Barreto relata que foi criado um grupo de trabalho na Secretaria da Administração Penitenciária (SAP) para se discutir a regulamentação da lei, “mas infelizmente o grupo encerrou os trabalhos sem que tivéssemos conseguido a regulamentação”.

Ele destaca que o Executivo nunca teve muita vontade e a lei foi aprovada pela Assembleia Legislativa contra a vontade do governador. “A falta de vontade do governo de São Paulo ao longo de quase três década é de total desprezo para com o sistema penitenciário. Temos a lei, mas não o decreto que a regulamenta”, disse.

Diante da falta de amparo governamental, o sindicato buscou por si mesmo um meio de oferecer orientação e atendimento psicológico como forma de diminuir o sofrimento dos servidores e seus familiares.

Segundo o presidente, em tempos normais, fora da pandemia, muitos servidores são acometidos pelo uso de drogas e álcool em virtude do estresse do trabalho.

Nesses tempos de pandemia, mesmo com o distanciamento social e o sindicato fechado, nós permanecemos em alerta e nossas psicólogas têm feito o atendimento virtual para amenizar essa fase difícil, pois além da doença há o medo, incertezas, dificuldades financeiras, falta de funcionários nas unidades e problemas familiares.
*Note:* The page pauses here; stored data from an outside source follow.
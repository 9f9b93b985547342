pub mod config;
pub mod errors;
pub mod implementations;
pub mod models;
pub mod traits;
#[cfg(test)]
pub mod tests;

// Re-export core components
pub use config::{ConfigError, GeneratorConfig};
pub use errors::{GenError, GenResult};
pub use implementations::generator::ArtifactGenerator;
pub use implementations::llm::OpenAiClient;
pub use implementations::writer::ArtifactWriter;
pub use models::artifact::ArtifactKind;
pub use models::generation::{GenerationMetadata, GenerationResult, RequestMode};
pub use traits::ChatBackend;
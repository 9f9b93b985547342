/// The five output artifacts of a generation run
#[derive(Debug, Clone, Copy, PartialEq, Eq, Hash)]
pub enum ArtifactKind {
    InteractionElements,
    VisualizationElements,
    States,
    Transitions,
    Usage,
}

impl ArtifactKind {
    /// Canonical write order; the usage document goes last
    pub const ALL: [ArtifactKind; 5] = [
        ArtifactKind::InteractionElements,
        ArtifactKind::VisualizationElements,
        ArtifactKind::States,
        ArtifactKind::Transitions,
        ArtifactKind::Usage,
    ];

    /// The four structured JSON sections, in request order
    pub const JSON_SECTIONS: [ArtifactKind; 4] = [
        ArtifactKind::InteractionElements,
        ArtifactKind::VisualizationElements,
        ArtifactKind::States,
        ArtifactKind::Transitions,
    ];

    /// Fixed file name inside the output directory
    pub fn file_name(self) -> &'static str {
        match self {
            ArtifactKind::InteractionElements => "InteractionElements.json",
            ArtifactKind::VisualizationElements => "VisualizationElements.json",
            ArtifactKind::States => "States.json",
            ArtifactKind::Transitions => "Transitions.json",
            ArtifactKind::Usage => "USAGE.md",
        }
    }

    /// Key the combined response mode uses for this artifact
    pub fn section_key(self) -> &'static str {
        match self {
            ArtifactKind::InteractionElements => "interaction",
            ArtifactKind::VisualizationElements => "visualization",
            ArtifactKind::States => "states",
            ArtifactKind::Transitions => "transitions",
            ArtifactKind::Usage => "usage",
        }
    }
}
use log::debug;
use serde::{Deserialize, Serialize};
use std::fs;
use std::path::{Path, PathBuf};
use thiserror::Error;

use crate::models::generation::RequestMode;

/// Environment variable checked when the config file carries no key
pub const API_KEY_ENV_VAR: &str = "OPENAI_API_KEY";

/// Placeholder prefix shipped in sample configs; treated as no key at all
const PLACEHOLDER_KEY_PREFIX: &str = "sk-REPLACE_ME";

#[derive(Debug, Error)]
pub enum ConfigError {
    #[error("Failed to read config file: {0}")]
    FileRead(#[from] std::io::Error),

    #[error("Failed to parse config file: {0}")]
    Parse(#[from] serde_yaml::Error),

    #[error("Missing API credential: {0}")]
    MissingCredential(String),
}

/// Static configuration for a generation run
///
/// All fields are optional in the YAML file; accessors fill in the fixed
/// defaults. The value is constructed once at process start and read-only
/// afterwards.
#[derive(Debug, Serialize, Deserialize, Clone, Default)]
pub struct GeneratorConfig {
    /// API key for the generation service
    pub api_key: Option<String>,

    /// Chat-completions endpoint of the generation service
    pub api_endpoint: Option<String>,

    /// Model to request
    pub model: Option<String>,

    /// Directory the five artifacts are written into
    pub out_dir: Option<PathBuf>,

    /// How the response maps onto the four JSON sections
    pub request_mode: Option<RequestMode>,

    /// Sampling temperature (0.0-1.0)
    pub temperature: Option<f32>,

    /// Maximum tokens per completion
    pub max_tokens: Option<usize>,
}

impl GeneratorConfig {
    /// Load configuration from a YAML file
    pub fn from_file(path: &Path) -> Result<Self, ConfigError> {
        let contents = fs::read_to_string(path)?;
        let config: GeneratorConfig = serde_yaml::from_str(&contents)?;
        Ok(config)
    }

    /// Resolve the API credential, checking the environment if the config
    /// file carries none. Empty and placeholder values count as missing.
    /// Absence is fatal and reported immediately; there is no retry.
    pub fn resolve_api_key(&self) -> Result<String, ConfigError> {
        if let Some(key) = &self.api_key {
            if is_usable_key(key) {
                debug!("Using API key from config");
                return Ok(key.clone());
            }
            debug!("Config API key is empty or a placeholder, checking environment");
        }

        match std::env::var(API_KEY_ENV_VAR) {
            Ok(key) if is_usable_key(&key) => {
                debug!("Using API key from {}", API_KEY_ENV_VAR);
                Ok(key)
            }
            _ => Err(ConfigError::MissingCredential(format!(
                "set api_key in the config file or export {}",
                API_KEY_ENV_VAR
            ))),
        }
    }

    pub fn endpoint(&self) -> String {
        self.api_endpoint
            .clone()
            .unwrap_or_else(|| "https://api.openai.com/v1/chat/completions".to_string())
    }

    pub fn model(&self) -> String {
        self.model.clone().unwrap_or_else(|| "gpt-4o".to_string())
    }

    pub fn out_dir(&self) -> PathBuf {
        self.out_dir
            .clone()
            .unwrap_or_else(|| PathBuf::from("project/FunctionalSpecification"))
    }

    pub fn request_mode(&self) -> RequestMode {
        self.request_mode.unwrap_or(RequestMode::PerSection)
    }

    pub fn temperature(&self) -> f32 {
        self.temperature.unwrap_or(0.0)
    }

    pub fn max_tokens(&self) -> usize {
        self.max_tokens.unwrap_or(4096)
    }
}

fn is_usable_key(key: &str) -> bool {
    !key.trim().is_empty() && !key.starts_with(PLACEHOLDER_KEY_PREFIX)
}
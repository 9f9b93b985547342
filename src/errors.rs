use thiserror::Error;

use crate::config::ConfigError;

/// Error kinds surfaced by a generation run
///
/// Every variant is terminal: nothing is retried by the core, and a failed
/// run leaves no partial artifacts on disk.
#[derive(Debug, Error)]
pub enum GenError {
    #[error("Configuration error: {0}")]
    Config(#[from] ConfigError),

    #[error("Network error: {0}")]
    Network(String),

    #[error("Generation service rejected the credential: {0}")]
    Auth(String),

    #[error("Generation service error: HTTP {status} - {message}")]
    Api { status: u16, message: String },

    #[error("Malformed generation response: {0}")]
    MalformedResponse(String),

    #[error("Write error: {0}")]
    Write(String),
}

/// Result type for generation operations
pub type GenResult<T> = Result<T, GenError>;

impl GenError {
    /// Short kind label used in user-facing failure summaries
    pub fn kind(&self) -> &'static str {
        match self {
            GenError::Config(ConfigError::MissingCredential(_)) => "MissingCredential",
            GenError::Config(_) => "ConfigError",
            GenError::Network(_) => "NetworkError",
            GenError::Auth(_) => "AuthError",
            GenError::Api { .. } => "ApiError",
            GenError::MalformedResponse(_) => "MalformedResponseError",
            GenError::Write(_) => "WriteError",
        }
    }
}
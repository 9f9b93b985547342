use anyhow::Result;
use clap::Parser;
use dotenv::dotenv;
use log::info;
use std::path::Path;

use vivigen::config::GeneratorConfig;

mod cli;
use cli::{Commands, VivigenCli};

/// Config file picked up from the working directory when --config is absent
const DEFAULT_CONFIG_FILE: &str = "vivigen.yml";

#[tokio::main]
async fn main() -> Result<()> {
    // Parse the command line arguments
    let cli = VivigenCli::parse();

    // Setup logging
    setup_logging(&cli.log_level);

    // Pick up a .env file if one is present
    if dotenv().is_ok() {
        info!("Loaded environment variables from .env file");
    }

    let config = load_config(cli.config.as_deref())?;

    match &cli.command {
        Commands::Generate {
            spec,
            docs_dir,
            out,
            model,
            mode,
            interactive,
        } => {
            cli::commands::generate::execute(
                &config,
                spec,
                docs_dir.as_deref(),
                out.as_deref(),
                model.as_deref(),
                mode.as_deref(),
                *interactive,
            )
            .await?;
        }

        Commands::Check => {
            cli::commands::check::execute(&config)?;
        }
    }

    Ok(())
}

fn load_config(path: Option<&Path>) -> Result<GeneratorConfig> {
    match path {
        Some(p) => {
            info!("Loading configuration from {}", p.display());
            Ok(GeneratorConfig::from_file(p)?)
        }
        None => {
            let fallback = Path::new(DEFAULT_CONFIG_FILE);
            if fallback.exists() {
                info!("Loading configuration from {}", fallback.display());
                Ok(GeneratorConfig::from_file(fallback)?)
            } else {
                Ok(GeneratorConfig::default())
            }
        }
    }
}

fn setup_logging(log_level: &str) {
    let level = match log_level.to_lowercase().as_str() {
        "trace" => log::LevelFilter::Trace,
        "debug" => log::LevelFilter::Debug,
        "info" => log::LevelFilter::Info,
        "warn" => log::LevelFilter::Warn,
        "error" => log::LevelFilter::Error,
        _ => log::LevelFilter::Info,
    };

    env_logger::Builder::new().filter_level(level).init();

    info!("Logger initialized with level: {}", log_level);
}
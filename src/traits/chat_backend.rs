use async_trait::async_trait;

use crate::errors::GenResult;

/// A chat-completion backend of the generation service
///
/// The generation job only depends on this seam, so tests can substitute a
/// mock and count calls without touching the network.
#[async_trait]
pub trait ChatBackend: Send + Sync {
    /// Issue one completion request and return the raw completion text
    async fn complete(&self, system: &str, user: &str) -> GenResult<String>;
}
//! Typed shapes of the four section files as the Vivian loader expects them.
//!
//! The field names (`Elements`, `Type`, `Name`, `States`, `Conditions`,
//! `SourceState`, `DestinationState`) are the loader's contract and must not
//! be renamed. Entries may carry arbitrary extra fields; the top-level
//! object may not.

use serde::Deserialize;
use serde_json::{Map, Value};

use crate::models::artifact::ArtifactKind;

/// Shape of `InteractionElements.json` and `VisualizationElements.json`
#[derive(Debug, Deserialize)]
#[serde(deny_unknown_fields)]
pub struct ElementList {
    #[serde(rename = "Elements")]
    pub elements: Vec<ElementEntry>,
}

#[derive(Debug, Deserialize)]
pub struct ElementEntry {
    #[serde(rename = "Type")]
    pub element_type: String,
    #[serde(rename = "Name")]
    pub name: String,
    #[serde(flatten)]
    pub extra: Map<String, Value>,
}

/// Shape of `States.json`
#[derive(Debug, Deserialize)]
#[serde(deny_unknown_fields)]
pub struct StateList {
    #[serde(rename = "States")]
    pub states: Vec<StateEntry>,
}

#[derive(Debug, Deserialize)]
pub struct StateEntry {
    #[serde(rename = "Name")]
    pub name: String,
    #[serde(rename = "Conditions")]
    pub conditions: Vec<Value>,
    #[serde(flatten)]
    pub extra: Map<String, Value>,
}

/// Shape of `Transitions.json`
#[derive(Debug, Deserialize)]
#[serde(deny_unknown_fields)]
pub struct TransitionList {
    #[serde(rename = "Transitions")]
    pub transitions: Vec<TransitionEntry>,
}

#[derive(Debug, Deserialize)]
pub struct TransitionEntry {
    #[serde(rename = "SourceState")]
    pub source_state: String,
    #[serde(rename = "DestinationState")]
    pub destination_state: String,
    #[serde(flatten)]
    pub extra: Map<String, Value>,
}

/// Check a section value against its typed shape
///
/// The usage document has no structured shape and always passes.
pub fn validate_section(kind: ArtifactKind, value: &Value) -> Result<(), String> {
    let outcome = match kind {
        ArtifactKind::InteractionElements | ArtifactKind::VisualizationElements => {
            serde_json::from_value::<ElementList>(value.clone()).map(|_| ())
        }
        ArtifactKind::States => serde_json::from_value::<StateList>(value.clone()).map(|_| ()),
        ArtifactKind::Transitions => {
            serde_json::from_value::<TransitionList>(value.clone()).map(|_| ())
        }
        ArtifactKind::Usage => return Ok(()),
    };

    outcome.map_err(|e| format!("{}: {}", kind.file_name(), e))
}

/// JSON-schema text embedded into per-section prompts so the model sees the
/// exact structure it has to produce.
pub fn schema_hint(kind: ArtifactKind) -> &'static str {
    match kind {
        ArtifactKind::InteractionElements | ArtifactKind::VisualizationElements => {
            ELEMENTS_SCHEMA
        }
        ArtifactKind::States => STATES_SCHEMA,
        ArtifactKind::Transitions => TRANSITIONS_SCHEMA,
        ArtifactKind::Usage => "",
    }
}

const ELEMENTS_SCHEMA: &str = r#"{
  "$schema": "http://json-schema.org/draft-07/schema#",
  "type": "object",
  "properties": {
    "Elements": {
      "type": "array",
      "items": {
        "type": "object",
        "properties": {
          "Type": { "type": "string" },
          "Name": { "type": "string" }
        },
        "required": ["Type", "Name"],
        "additionalProperties": true
      }
    }
  },
  "required": ["Elements"],
  "additionalProperties": false
}"#;

const STATES_SCHEMA: &str = r#"{
  "$schema": "http://json-schema.org/draft-07/schema#",
  "type": "object",
  "properties": {
    "States": {
      "type": "array",
      "items": {
        "type": "object",
        "properties": {
          "Name": { "type": "string" },
          "Conditions": { "type": "array" }
        },
        "required": ["Name", "Conditions"],
        "additionalProperties": true
      }
    }
  },
  "required": ["States"],
  "additionalProperties": false
}"#;

const TRANSITIONS_SCHEMA: &str = r#"{
  "$schema": "http://json-schema.org/draft-07/schema#",
  "type": "object",
  "properties": {
    "Transitions": {
      "type": "array",
      "items": {
        "type": "object",
        "properties": {
          "SourceState": { "type": "string" },
          "DestinationState": { "type": "string" }
        },
        "required": ["SourceState", "DestinationState"],
        "additionalProperties": true
      }
    }
  },
  "required": ["Transitions"],
  "additionalProperties": false
}"#;
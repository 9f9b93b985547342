mod generator_tests;
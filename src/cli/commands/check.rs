use anyhow::Result;

use vivigen::config::GeneratorConfig;

use crate::cli::ui;

/// Offline configuration check: resolves the credential and prints the
/// effective settings without contacting the generation service.
pub fn execute(config: &GeneratorConfig) -> Result<()> {
    ui::print_header("Configuration Check");

    match config.resolve_api_key() {
        Ok(_) => ui::print_success("API credential resolved"),
        Err(e) => {
            ui::print_error(&e.to_string());
            return Err(e.into());
        }
    }

    ui::print_result("Endpoint", &config.endpoint());
    ui::print_result("Model", &config.model());
    ui::print_result("Mode", config.request_mode().label());
    ui::print_result(
        "Output directory",
        &config.out_dir().display().to_string(),
    );

    Ok(())
}
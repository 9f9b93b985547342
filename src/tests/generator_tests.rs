#[cfg(test)]
mod tests {
    use std::collections::VecDeque;
    use std::sync::atomic::{AtomicUsize, Ordering};
    use std::sync::Mutex;

    use async_trait::async_trait;
    use serde_json::{json, Value};

    use crate::config::{ConfigError, GeneratorConfig};
    use crate::errors::{GenError, GenResult};
    use crate::implementations::generator::ArtifactGenerator;
    use crate::implementations::llm::{strip_code_fences, OpenAiClient};
    use crate::implementations::writer::ArtifactWriter;
    use crate::models::artifact::ArtifactKind;
    use crate::models::generation::RequestMode;
    use crate::traits::ChatBackend;

    fn setup() {
        let _ = env_logger::try_init();
    }

    /// Backend double that replays queued completions and counts calls
    struct MockBackend {
        responses: Mutex<VecDeque<String>>,
        calls: AtomicUsize,
    }

    impl MockBackend {
        fn new(responses: Vec<String>) -> Self {
            Self {
                responses: Mutex::new(responses.into_iter().collect()),
                calls: AtomicUsize::new(0),
            }
        }

        fn calls(&self) -> usize {
            self.calls.load(Ordering::SeqCst)
        }
    }

    #[async_trait]
    impl ChatBackend for MockBackend {
        async fn complete(&self, _system: &str, _user: &str) -> GenResult<String> {
            self.calls.fetch_add(1, Ordering::SeqCst);
            self.responses
                .lock()
                .unwrap()
                .pop_front()
                .ok_or_else(|| GenError::Network("mock backend exhausted".to_string()))
        }
    }

    fn element_response(name: &str) -> String {
        json!({ "Elements": [{ "Type": "Button", "Name": name }] }).to_string()
    }

    #[tokio::test]
    async fn combined_mode_writes_all_five_artifacts() {
        setup();

        let backend = MockBackend::new(vec![
            r#"{"interaction":[],"visualization":[],"states":[],"transitions":[],"usage":"none"}"#
                .to_string(),
        ]);
        let generator = ArtifactGenerator::new(&backend, RequestMode::Combined, "gpt-4o");

        let result = generator
            .generate("A cube that turns red when touched", "")
            .await
            .expect("combined generation should succeed");

        assert_eq!(backend.calls(), 1, "combined mode issues exactly one request");

        let dir = tempfile::tempdir().unwrap();
        let writer = ArtifactWriter::new(dir.path());
        let written = writer.write(&result).expect("write should succeed");
        assert_eq!(written.len(), 5);

        for kind in ArtifactKind::JSON_SECTIONS {
            let path = dir.path().join(kind.file_name());
            let text = std::fs::read_to_string(&path).unwrap();
            let value: Value =
                serde_json::from_str(&text).expect("artifact should be valid JSON");
            assert_eq!(value, json!([]), "{} should contain []", kind.file_name());
        }

        let usage = std::fs::read_to_string(dir.path().join("USAGE.md")).unwrap();
        assert!(usage.contains("none"));
    }

    #[tokio::test]
    async fn per_section_mode_issues_four_requests() {
        setup();

        let backend = MockBackend::new(vec![
            element_response("StartButton"),
            element_response("StatusLight"),
            r#"{"States":[{"Name":"Idle","Conditions":[]}]}"#.to_string(),
            r#"{"Transitions":[{"SourceState":"Idle","DestinationState":"Active"}]}"#.to_string(),
        ]);
        let generator = ArtifactGenerator::new(&backend, RequestMode::PerSection, "gpt-4o");

        let result = generator
            .generate("A lamp with an on/off button", "docs excerpt")
            .await
            .expect("per-section generation should succeed");

        assert_eq!(backend.calls(), 4);
        assert!(result.usage.contains("FunctionalSpecification"));
        assert!(result.usage.contains("gpt-4o"));

        let dir = tempfile::tempdir().unwrap();
        let written = ArtifactWriter::new(dir.path()).write(&result).unwrap();
        assert_eq!(written.len(), 5);

        let states: Value =
            serde_json::from_str(&std::fs::read_to_string(dir.path().join("States.json")).unwrap())
                .unwrap();
        assert_eq!(states["States"][0]["Name"], json!("Idle"));
    }

    #[tokio::test]
    async fn missing_credential_fails_before_any_request() {
        setup();
        std::env::remove_var(crate::config::API_KEY_ENV_VAR);

        let backend = MockBackend::new(vec![]);
        let config = GeneratorConfig::default();

        // The command resolves the credential before building any client;
        // replay that order here and check that the backend stayed idle.
        let err = config.resolve_api_key().unwrap_err();
        assert!(matches!(err, ConfigError::MissingCredential(_)));
        assert_eq!(backend.calls(), 0, "no request may be attempted without a key");

        let err = OpenAiClient::from_config(&config).unwrap_err();
        assert!(matches!(
            err,
            GenError::Config(ConfigError::MissingCredential(_))
        ));
        assert_eq!(err.kind(), "MissingCredential");
    }

    #[tokio::test]
    async fn placeholder_key_counts_as_missing() {
        setup();
        std::env::remove_var(crate::config::API_KEY_ENV_VAR);

        let config = GeneratorConfig {
            api_key: Some("sk-REPLACE_ME_please".to_string()),
            ..GeneratorConfig::default()
        };

        assert!(matches!(
            config.resolve_api_key(),
            Err(ConfigError::MissingCredential(_))
        ));
    }

    #[tokio::test]
    async fn combined_response_missing_section_writes_nothing() {
        setup();

        // "states" is absent
        let backend = MockBackend::new(vec![
            r#"{"interaction":[],"visualization":[],"transitions":[],"usage":"x"}"#.to_string(),
        ]);
        let generator = ArtifactGenerator::new(&backend, RequestMode::Combined, "gpt-4o");

        let dir = tempfile::tempdir().unwrap();
        let err = generator.generate("spec", "").await.unwrap_err();
        assert!(matches!(err, GenError::MalformedResponse(_)));
        assert!(err.to_string().contains("states"));

        // Validation failed before the writer ran, so the directory is untouched
        assert_eq!(std::fs::read_dir(dir.path()).unwrap().count(), 0);
    }

    #[tokio::test]
    async fn combined_response_requires_usage_narrative() {
        setup();

        let backend = MockBackend::new(vec![
            r#"{"interaction":[],"visualization":[],"states":[],"transitions":[]}"#.to_string(),
        ]);
        let generator = ArtifactGenerator::new(&backend, RequestMode::Combined, "gpt-4o");

        let err = generator.generate("spec", "").await.unwrap_err();
        assert!(matches!(err, GenError::MalformedResponse(_)));
        assert!(err.to_string().contains("usage"));
    }

    #[tokio::test]
    async fn non_json_response_is_malformed() {
        setup();

        let backend = MockBackend::new(vec!["this is not json".to_string()]);
        let generator = ArtifactGenerator::new(&backend, RequestMode::Combined, "gpt-4o");

        let err = generator.generate("spec", "").await.unwrap_err();
        assert!(matches!(err, GenError::MalformedResponse(_)));
        assert_eq!(err.kind(), "MalformedResponseError");
    }

    #[tokio::test]
    async fn per_section_rejects_entry_missing_required_field() {
        setup();

        // Second section entry has no "Name"
        let backend = MockBackend::new(vec![
            element_response("StartButton"),
            r#"{"Elements":[{"Type":"Slider"}]}"#.to_string(),
        ]);
        let generator = ArtifactGenerator::new(&backend, RequestMode::PerSection, "gpt-4o");

        let err = generator.generate("spec", "").await.unwrap_err();
        assert!(matches!(err, GenError::MalformedResponse(_)));
        // The job stopped at the failing section instead of finishing the run
        assert_eq!(backend.calls(), 2);
    }

    #[tokio::test]
    async fn per_section_rejects_unknown_top_level_field() {
        setup();

        let backend = MockBackend::new(vec![
            r#"{"Elements":[],"Extra":true}"#.to_string(),
        ]);
        let generator = ArtifactGenerator::new(&backend, RequestMode::PerSection, "gpt-4o");

        let err = generator.generate("spec", "").await.unwrap_err();
        assert!(matches!(err, GenError::MalformedResponse(_)));
    }

    #[test]
    fn strip_code_fences_handles_fenced_and_plain_text() {
        assert_eq!(strip_code_fences(r#"{"a":1}"#), r#"{"a":1}"#);
        assert_eq!(
            strip_code_fences("```json\n{\"a\":1}\n```"),
            r#"{"a":1}"#
        );
        assert_eq!(strip_code_fences("```\n{\"a\":1}\n```"), r#"{"a":1}"#);
        assert_eq!(strip_code_fences("  {\"a\":1}  "), r#"{"a":1}"#);
        // Single-line fences, with and without a language tag
        assert_eq!(strip_code_fences("```json {\"a\":1}```"), r#"{"a":1}"#);
        assert_eq!(strip_code_fences("```{\"a\":1}```"), r#"{"a":1}"#);
    }

    #[test]
    fn client_debug_output_redacts_credential() {
        let config = GeneratorConfig {
            api_key: Some("sk-very-secret".to_string()),
            ..GeneratorConfig::default()
        };

        let client = OpenAiClient::from_config(&config).expect("key is set in the config");
        let rendered = format!("{:?}", client);
        assert!(!rendered.contains("sk-very-secret"));
        assert!(rendered.contains("<redacted>"));
    }

    #[test]
    fn request_mode_parses_cli_strings() {
        assert_eq!(RequestMode::parse("combined"), Some(RequestMode::Combined));
        assert_eq!(
            RequestMode::parse("per-section"),
            Some(RequestMode::PerSection)
        );
        assert_eq!(
            RequestMode::parse("PerSection"),
            Some(RequestMode::PerSection)
        );
        assert_eq!(RequestMode::parse("both"), None);
    }
}
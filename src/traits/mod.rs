pub mod chat_backend;

pub use chat_backend::ChatBackend;
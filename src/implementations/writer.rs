use log::{debug, info, warn};
use std::fs;
use std::io::Write;
use std::path::{Path, PathBuf};
use tempfile::NamedTempFile;

use crate::errors::{GenError, GenResult};
use crate::models::artifact::ArtifactKind;
use crate::models::generation::GenerationResult;

/// Writes the five artifacts of a run as an atomic set
///
/// Every file is first staged as a temporary sibling inside the output
/// directory and only renamed to its final name once all five staged writes
/// have succeeded. If any rename fails, files already persisted in this run
/// are removed again; unpersisted staging files delete themselves on drop.
/// Either all five artifacts exist afterwards or none from this run do.
pub struct ArtifactWriter {
    out_dir: PathBuf,
}

impl ArtifactWriter {
    pub fn new(out_dir: impl Into<PathBuf>) -> Self {
        Self {
            out_dir: out_dir.into(),
        }
    }

    pub fn out_dir(&self) -> &Path {
        &self.out_dir
    }

    /// Write all five artifacts, overwriting existing files of the same name
    pub fn write(&self, result: &GenerationResult) -> GenResult<Vec<PathBuf>> {
        fs::create_dir_all(&self.out_dir).map_err(|e| {
            GenError::Write(format!(
                "Failed to create output directory {}: {}",
                self.out_dir.display(),
                e
            ))
        })?;

        // Stage everything before touching any final file name
        let mut staged: Vec<(NamedTempFile, PathBuf)> = Vec::with_capacity(ArtifactKind::ALL.len());
        for kind in ArtifactKind::ALL {
            let contents = self.render(result, kind)?;
            let mut tmp = NamedTempFile::new_in(&self.out_dir).map_err(|e| {
                GenError::Write(format!(
                    "Failed to stage {} in {}: {}",
                    kind.file_name(),
                    self.out_dir.display(),
                    e
                ))
            })?;

            tmp.write_all(contents.as_bytes()).map_err(|e| {
                GenError::Write(format!("Failed to write staged {}: {}", kind.file_name(), e))
            })?;

            staged.push((tmp, self.out_dir.join(kind.file_name())));
        }

        let mut persisted: Vec<PathBuf> = Vec::with_capacity(staged.len());
        for (tmp, path) in staged {
            match tmp.persist(&path) {
                Ok(_) => {
                    debug!("Wrote {}", path.display());
                    persisted.push(path);
                }
                Err(e) => {
                    warn!("Failed to persist {}: {}", path.display(), e.error);
                    self.rollback(&persisted);
                    return Err(GenError::Write(format!(
                        "Failed to write {}: {}",
                        path.display(),
                        e.error
                    )));
                }
            }
        }

        info!(
            "Wrote {} artifacts to {}",
            persisted.len(),
            self.out_dir.display()
        );
        Ok(persisted)
    }

    fn render(&self, result: &GenerationResult, kind: ArtifactKind) -> GenResult<String> {
        match result.section(kind) {
            Some(value) => {
                let mut text = serde_json::to_string_pretty(value).map_err(|e| {
                    GenError::Write(format!("Failed to serialize {}: {}", kind.file_name(), e))
                })?;
                text.push('\n');
                Ok(text)
            }
            None => Ok(result.usage.clone()),
        }
    }

    /// Remove files persisted earlier in a run that failed mid-write
    fn rollback(&self, persisted: &[PathBuf]) {
        for path in persisted {
            if let Err(e) = fs::remove_file(path) {
                warn!("Cleanup failed for {}: {}", path.display(), e);
            } else {
                debug!("Removed partial artifact {}", path.display());
            }
        }
    }
}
Em busca de socorrer os servidores acometidos nesses casos específicos de uso de drogas e álcool, o diretor de Esportes do Sindcop, Carlos Augusto Martins Francisco tem trabalhado em um projeto para a criação de uma clínica de tratamento terapêutico que possa acolher esses funcionários.

O diretor conta que sua motivação foi o desejo de preparar um lugar para dar atendimento a esses servidores que, muitas vezes, acabam passando por internação em clínicas comuns, junto a pessoas que estiveram presas.

Para evitar esse contato resolveu criar o projeto; no entanto, em virtude da pandemia, foi necessário pausar.  A atividade dos policiais penais é um tipo de trabalho que não existe em home office.

Eles não pararam durante toda a pandemia, o que os coloca ainda mais em risco de serem contaminados. Ainda mais que, segundo a pesquisa da Fundação Getúlio Vargas, citada no início da reportagem, somente 12% dos entrevistados disse ter recebido treinamento de enfrentamento ao novo coronavírus.

Segundo uma das coordenadoras da pesquisa, Gabriela Lotta, a pandemia muda radicalmente o trabalho de quem está dentro do presídio.

“Ele precisa se afastar, precisa trabalhar com novas metodologias para fazer escolta, revista ou qualquer tipo de interação com o preso. Se ele não tem treinamento isso significa que ele está sendo exposto a experimentações, a procedimentos que não são baseados em evidências e que podem aumentar a contaminação”.